#### Directions for this task:
Set the entries below down again, please. Match them exactly.

#### Input records:
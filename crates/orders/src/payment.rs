use chrono::{DateTime, Utc};
use rust_decimal::Decimal;
use serde::{Deserialize, Serialize};

use bramble_core::{AggregateId, Entity};

use crate::order::OrderId;

/// Payment record identifier.
#[derive(Debug, Copy, Clone, PartialEq, Eq, Hash, Serialize, Deserialize)]
#[serde(transparent)]
pub struct PaymentId(pub AggregateId);

impl PaymentId {
    pub fn new(id: AggregateId) -> Self {
        Self(id)
    }
}

/// How the customer pays. Gateway integration lives outside this crate;
/// the ledger only records the chosen method.
#[derive(Debug, Clone, Copy, PartialEq, Eq, Serialize, Deserialize)]
#[serde(rename_all = "snake_case")]
pub enum PaymentMethod {
    Card,
    Upi,
    NetBanking,
    CashOnDelivery,
}

#[derive(Debug, Clone, Copy, PartialEq, Eq, Serialize, Deserialize)]
#[serde(rename_all = "lowercase")]
pub enum PaymentRecordStatus {
    Initiated,
    Success,
    Failed,
    Refunded,
}

/// One payment attempt against an order.
///
/// Created atomically with the order at checkout; settled later by the
/// payment collaborator.
#[derive(Debug, Clone, PartialEq, Eq, Serialize, Deserialize)]
pub struct PaymentRecord {
    pub id: PaymentId,
    pub order_id: OrderId,
    pub method: PaymentMethod,
    pub status: PaymentRecordStatus,
    pub amount: Decimal,
    pub created_at: DateTime<Utc>,
    pub completed_at: Option<DateTime<Utc>>,
}

impl PaymentRecord {
    pub fn initiated(
        id: PaymentId,
        order_id: OrderId,
        method: PaymentMethod,
        amount: Decimal,
        created_at: DateTime<Utc>,
    ) -> Self {
        Self {
            id,
            order_id,
            method,
            status: PaymentRecordStatus::Initiated,
            amount,
            created_at,
            completed_at: None,
        }
    }
}

impl Entity for PaymentRecord {
    type Id = PaymentId;

    fn id(&self) -> &Self::Id {
        &self.id
    }
}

#### Completed exercise:
filename crates/orders/src/payment.rs
use chrono::{DateTime, Utc};
use rust_decimal::Decimal;
use serde::{Deserialize, Serialize};

use bramble_core::{AggregateId, Entity};

use crate::order::OrderId;

/// Payment record identifier.
#[derive(Debug, Copy, Clone, PartialEq, Eq, Hash, Serialize, Deserialize)]
#[serde(transparent)]
pub struct PaymentId(pub AggregateId);

impl PaymentId {
    pub fn new(id: AggregateId) -> Self {
        Self(id)
    }
}

/// How the customer pays. Gateway integration lives outside this crate;
/// the ledger only records the chosen method.
#[derive(Debug, Clone, Copy, PartialEq, Eq, Serialize, Deserialize)]
#[serde(rename_all = "snake_case")]
pub enum PaymentMethod {
    Card,
    Upi,
    NetBanking,
    CashOnDelivery,
}

#[derive(Debug, Clone, Copy, PartialEq, Eq, Serialize, Deserialize)]
#[serde(rename_all = "lowercase")]
pub enum PaymentRecordStatus {
    Initiated,
    Success,
    Failed,
    Refunded,
}

/// One payment attempt against an order.
///
/// Created atomically with the order at checkout; settled later by the
/// payment collaborator.
#[derive(Debug, Clone, PartialEq, Eq, Serialize, Deserialize)]
pub struct PaymentRecord {
    pub id: PaymentId,
    pub order_id: OrderId,
    pub method: PaymentMethod,
    pub status: PaymentRecordStatus,
    pub amount: Decimal,
    pub created_at: DateTime<Utc>,
    pub completed_at: Option<DateTime<Utc>>,
}

impl PaymentRecord {
    pub fn initiated(
        id: PaymentId,
        order_id: OrderId,
        method: PaymentMethod,
        amount: Decimal,
        created_at: DateTime<Utc>,
    ) -> Self {
        Self {
            id,
            order_id,
            method,
            status: PaymentRecordStatus::Initiated,
            amount,
            created_at,
            completed_at: None,
        }
    }
}

impl Entity for PaymentRecord {
    type Id = PaymentId;

    fn id(&self) -> &Self::Id {
        &self.id
    }
}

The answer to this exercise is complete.